Você se lembra, com dor, que o artista morreu de amor à sua arte. De obsessão pela sua arte. Já prevenido de que não deveria abusar das tintas, depois de sofrer grave intoxicação, não parou de pintar. Tinha uma encomenda de vários quadros, tinha a obsessão da criação, precisava criar, custasse o que custasse, até a própria vida. A arte matou-o.
A casa está lá. Logo na entrada a sua pintura de “São Jorge e o dragão”, acima de uma porta, e o poema explicando-a. Explicação ingênua, com a cor e o espanto da infância. Depois, um quarto com seu livro, seus poemas nas paredes, coloridos, com a cor e o espanto da infância.
Os seus versos são capengas. Era um extraordinário pintor, não um poeta. Lembro-me, quase malvadamente, de um conto de Agustina Bessa Luís. Basta o título: “Apenas um poeta manco”. Candinho era o poeta das tintas. Com as tintas não mancava. Era o poeta da cor, das formas leves, que pairavam no ar. Pintava o sonho. Com que graça pintava o sonho!
Construiu no quintal a “Capela da Nonna”. Pequenina, para caber apenas a sua nonna. O Coração de Jesus e o Coração de Maria à frente. Dos lados, o anjo Gabriel e Santo Antônio, São Francisco, São Sebastião. Leves. Candinho conhecia a religião da leveza. As cores claras, as formas nítidas, leves. Candinho pintava a paz.

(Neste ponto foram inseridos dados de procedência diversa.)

//! Call graph node representation.

use std::borrow::Borrow;

use indexmap::IndexSet;

use crate::entry::HandlerDescriptor;

/// Unique identifier for a node in the call graph.
///
/// Node IDs hold the canonical qualified name returned by
/// [`normalise_symbol`](crate::normalise_symbol), so every context-sensitive
/// copy of a function shares one ID.
#[derive(Debug, Clone, PartialEq, Eq, Hash, PartialOrd, Ord)]
pub struct NodeId(String);

impl NodeId {
    pub(crate) fn from_canonical(name: impl Into<String>) -> Self {
        Self(name.into())
    }

    /// Returns the string representation of this node ID.
    #[must_use]
    pub fn as_str(&self) -> &str {
        &self.0
    }
}

impl Borrow<str> for NodeId {
    fn borrow(&self) -> &str {
        &self.0
    }
}

impl std::fmt::Display for NodeId {
    fn fmt(&self, f: &mut std::fmt::Formatter<'_>) -> std::fmt::Result {
        f.write_str(&self.0)
    }
}

/// A function in the call graph registry.
///
/// Callees and local errors keep their first-seen order; re-delivering an
/// edge leaves the node unchanged.
#[derive(Debug, Clone, PartialEq, Eq)]
pub struct CallNode {
    /// Unique identifier for this node.
    id: NodeId,
    /// Nodes called from this one, in first-seen order.
    called: IndexSet<NodeId>,
    /// Whether an HTTP handler descriptor matched this node.
    is_handler: bool,
    /// Descriptors of every route served by this node.
    handlers: Vec<HandlerDescriptor>,
    /// Error names constructed directly by this node.
    local_errors: IndexSet<String>,
}

impl CallNode {
    /// Creates an empty node.
    #[must_use]
    pub fn new(id: NodeId) -> Self {
        Self {
            id,
            called: IndexSet::new(),
            is_handler: false,
            handlers: Vec::new(),
            local_errors: IndexSet::new(),
        }
    }

    /// Returns the unique identifier for this node.
    #[must_use]
    pub const fn id(&self) -> &NodeId {
        &self.id
    }

    /// Returns the IDs of the nodes called from this one.
    pub fn called(&self) -> impl DoubleEndedIterator<Item = &NodeId> {
        self.called.iter()
    }

    /// Returns whether this node backs at least one HTTP handler.
    #[must_use]
    pub const fn is_handler(&self) -> bool {
        self.is_handler
    }

    /// Returns the handler descriptors attached to this node.
    #[must_use]
    pub fn handlers(&self) -> &[HandlerDescriptor] {
        &self.handlers
    }

    /// Returns the error names raised directly by this node.
    pub fn local_errors(&self) -> impl Iterator<Item = &str> {
        self.local_errors.iter().map(String::as_str)
    }

    pub(crate) fn add_callee(&mut self, callee: NodeId) {
        self.called.insert(callee);
    }

    pub(crate) fn record_error(&mut self, name: &str) {
        if !self.local_errors.contains(name) {
            self.local_errors.insert(name.to_owned());
        }
    }

    /// Marks the node as a handler and attaches any new descriptors.
    ///
    /// Returns `true` the first time the node becomes a handler.
    pub(crate) fn mark_handler(&mut self, descriptors: &[HandlerDescriptor]) -> bool {
        let newly_marked = !self.is_handler;
        self.is_handler = true;
        for descriptor in descriptors {
            if !self.handlers.contains(descriptor) {
                self.handlers.push(descriptor.clone());
            }
        }
        newly_marked
    }
}
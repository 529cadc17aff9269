//! Readers for the analysis inputs named by the configuration.

use std::fs::{self, File};
use std::io::BufReader;

use camino::Utf8Path;
use faultmap_graph::{EdgeReader, HandlerDescriptor};
use tracing::debug;

use crate::AppError;

/// Reads the YAML sequence of handler descriptors at `path`.
pub(crate) fn load_handlers(path: &Utf8Path) -> Result<Vec<HandlerDescriptor>, AppError> {
    let document = fs::read_to_string(path).map_err(|source| AppError::ReadInput {
        path: path.to_path_buf(),
        source,
    })?;
    let handlers: Vec<HandlerDescriptor> =
        serde_saphyr::from_str(&document).map_err(|error| AppError::ParseHandlers {
            path: path.to_path_buf(),
            message: error.to_string(),
        })?;
    debug!(path = %path, handlers = handlers.len(), "handler list loaded");
    Ok(handlers)
}

/// Opens the edge list at `path` for streaming ingestion.
pub(crate) fn open_edges(path: &Utf8Path) -> Result<EdgeReader<BufReader<File>>, AppError> {
    let file = File::open(path).map_err(|source| AppError::ReadInput {
        path: path.to_path_buf(),
        source,
    })?;
    Ok(EdgeReader::new(BufReader::new(file)))
}
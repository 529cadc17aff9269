//! Shared configuration for the faultmap toolchain.
//!
//! [`Config`] is layered by `ortho_config`: built-in defaults, then a TOML
//! file named by `--config-path` or `FAULTMAP_CONFIG_PATH`, then
//! `FAULTMAP_*` environment variables, then command-line flags.

mod defaults;
mod formats;

use camino::{Utf8Path, Utf8PathBuf};
use ortho_config::OrthoConfig;
use serde::{Deserialize, Serialize};
use thiserror::Error;

pub use defaults::{
    DEFAULT_LOG_FILTER, STDOUT_PATH, default_catalog_path, default_edges_path,
    default_handlers_path, default_log_filter_string, default_log_format, default_output_format,
    default_output_path,
};
pub use formats::{LogFormat, OutputFormat};

/// Settings for one faultmap run.
#[derive(Debug, Clone, PartialEq, Eq, Deserialize, Serialize, OrthoConfig)]
#[ortho_config(prefix = "FAULTMAP")]
pub struct Config {
    /// YAML error catalog.
    #[ortho_config(default = default_catalog_path())]
    catalog_path: Utf8PathBuf,
    /// YAML list of handler descriptors.
    #[ortho_config(default = default_handlers_path())]
    handlers_path: Utf8PathBuf,
    /// Tab-separated call graph edge list.
    #[ortho_config(default = default_edges_path())]
    edges_path: Utf8PathBuf,
    /// Report destination; `-` writes to standard output.
    #[ortho_config(default = default_output_path())]
    output_path: Utf8PathBuf,
    /// Package path hosting the error constructors.
    #[ortho_config(default = String::new())]
    error_code_dir: String,
    /// Report serialisation format.
    #[ortho_config(default = default_output_format())]
    output_format: OutputFormat,
    /// Runs the per-handler queries in parallel.
    #[ortho_config(default = false)]
    parallel: bool,
    /// `tracing` filter directive.
    #[ortho_config(default = default_log_filter_string())]
    log_filter: String,
    /// Log line format.
    #[ortho_config(default = default_log_format())]
    log_format: LogFormat,
}

/// Semantic configuration problems not caught while layering.
#[derive(Debug, Error, PartialEq, Eq)]
pub enum ConfigError {
    /// No error constructor package was configured.
    #[error("error_code_dir must name the package hosting the error constructors")]
    MissingErrorCodeDir,
    /// The log filter is blank.
    #[error("log_filter must not be empty")]
    EmptyLogFilter,
}

impl Config {
    /// Checks settings the layering cannot validate on its own.
    ///
    /// # Errors
    /// Returns [`ConfigError`] naming the first invalid setting.
    pub fn validate(&self) -> Result<(), ConfigError> {
        if self.error_code_dir.trim().is_empty() {
            return Err(ConfigError::MissingErrorCodeDir);
        }
        if self.log_filter.trim().is_empty() {
            return Err(ConfigError::EmptyLogFilter);
        }
        Ok(())
    }

    /// Path of the YAML error catalog.
    #[must_use]
    pub fn catalog_path(&self) -> &Utf8Path {
        &self.catalog_path
    }

    /// Path of the handler descriptor list.
    #[must_use]
    pub fn handlers_path(&self) -> &Utf8Path {
        &self.handlers_path
    }

    /// Path of the call graph edge list.
    #[must_use]
    pub fn edges_path(&self) -> &Utf8Path {
        &self.edges_path
    }

    /// File receiving the report, or `None` for standard output.
    #[must_use]
    pub fn output_path(&self) -> Option<&Utf8Path> {
        (self.output_path.as_str() != STDOUT_PATH).then_some(self.output_path.as_path())
    }

    /// Package path hosting the error constructors.
    #[must_use]
    pub fn error_code_dir(&self) -> &str {
        &self.error_code_dir
    }

    /// Report serialisation format.
    #[must_use]
    pub const fn output_format(&self) -> OutputFormat {
        self.output_format
    }

    /// Whether handler queries run in parallel.
    #[must_use]
    pub const fn parallel(&self) -> bool {
        self.parallel
    }

    /// `tracing` filter directive.
    #[must_use]
    pub fn log_filter(&self) -> &str {
        &self.log_filter
    }

    /// Log line format.
    #[must_use]
    pub const fn log_format(&self) -> LogFormat {
        self.log_format
    }
}

impl Default for Config {
    fn default() -> Self {
        Self {
            catalog_path: default_catalog_path(),
            handlers_path: default_handlers_path(),
            edges_path: default_edges_path(),
            output_path: default_output_path(),
            error_code_dir: String::new(),
            output_format: default_output_format(),
            parallel: false,
            log_filter: default_log_filter_string(),
            log_format: default_log_format(),
        }
    }
}
//! Call graph registry and error reachability for the faultmap toolchain.
//!
//! This crate turns the caller→callee edge stream emitted by an external
//! whole-program analysis into a registry of addressable nodes, tags the
//! nodes that back HTTP handlers and the call sites that construct
//! application errors, and answers "which error names can this handler
//! reach?" with a cycle-safe depth-first closure.
//!
//! The work happens in two phases:
//!
//! 1. A [`GraphBuilder`] consumes edges (directly through
//!    [`GraphBuilder::ingest_edge`] or from any [`EdgeProvider`]) and is then
//!    frozen into an immutable [`CallGraph`].
//! 2. A [`ReachabilityEngine`] borrows the frozen graph and runs one
//!    independent traversal per handler.
//!
//! # Core Types
//!
//! - [`NodeId`] - Canonical symbol name produced by [`normalise_symbol`]
//! - [`CallNode`] - A function in the registry with its callees and errors
//! - [`CallGraph`] - The frozen registry
//! - [`HandlerDescriptor`] - An HTTP entry point supplied by the caller
//!
//! # Classification
//!
//! Error sites are recognised by an [`ErrorSiteClassifier`]. The default
//! [`ConstructorPattern`] matches calls to `<error_code_dir>.New<Name>`
//! constructors whose `<Name>` is a known catalog entry.
//!
//! # Example
//!
//! ```ignore
//! use faultmap_graph::{ConstructorPattern, GraphBuilder, ReachabilityEngine};
//!
//! let classifier = ConstructorPattern::new("example.com/svc/errs", ["ErrNotFound"]);
//! let mut builder = GraphBuilder::new(classifier, &handlers);
//! builder.ingest_edge("n1:example.com/svc/api.Get", "n2:example.com/svc/errs.NewErrNotFound")?;
//! let graph = builder.finish();
//!
//! let engine = ReachabilityEngine::new(&graph);
//! for node in graph.handler_nodes() {
//!     let errors = engine.collect_reachable_errors(node.id());
//! }
//! ```

mod builder;
mod classify;
mod edge;
mod entry;
mod error;
mod graph;
mod node;
mod provider;
mod reachability;
mod symbol;

pub use builder::{BuildStats, GraphBuilder};
pub use classify::{ConstructorPattern, ErrorSiteClassifier};
pub use edge::RawEdge;
pub use entry::HandlerDescriptor;
pub use error::GraphError;
pub use graph::CallGraph;
pub use node::{CallNode, NodeId};
pub use provider::{EdgeList, EdgeProvider, EdgeReader};
pub use reachability::ReachabilityEngine;
pub use symbol::normalise_symbol;

#[cfg(test)]
mod tests;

Na Igreja Matriz de Batatais, ali perto da sua Brodósqui, Candinho pintou seis belos murais. Deixou o Deus cruel para os renascentistas, que tinham o fogo do inferno na garganta e serpentes peçonhentas nos olhos. Candinho pintou figuras leves. Inventou a religião da leveza. A religião no tempo dele ainda era pesadona. Não a dele. As figuras pairavam no ar, como se estivessem em êxtase. A “Fuga para o Egito” ou “Jesus carregando a cruz”. José e Maria deveriam estar cansados, abatidos, apavorados. Cristo deveria estar sofrendo uma dor imensa. Quando Candinho pinta, estão mais leves do que se estivessem em êxtase.
Não que Portinari não pintasse a dor. Diante da tela “Os retirantes”, no Masp, quase sentia os ossos daquelas figuras doídas estralando, quase sentia respingar sangue por cima de mim. Mas as figuras religiosas Candinho pintou com leveza. Candinho é o menino dos sonhos leves da sua infância. Como se um anjo o carregasse nos braços, como se um anjo guiasse suas mãos para pintar o sonho. Leve, aéreo, celeste. Celestial.
Mas eu não quis falar de uma sala da casa de Portinari. O seu estúdio. É o lugar mais triste da casa. Vejo Candinho que se afasta, com o pincel em punho. Apóia-se numa perna, ergue o pincel, e mede a tela. Mede uma figura invisível na tela. Candinho é uma figura invisível no estúdio vazio. Candinho faz uma falta danada no estúdio vazio.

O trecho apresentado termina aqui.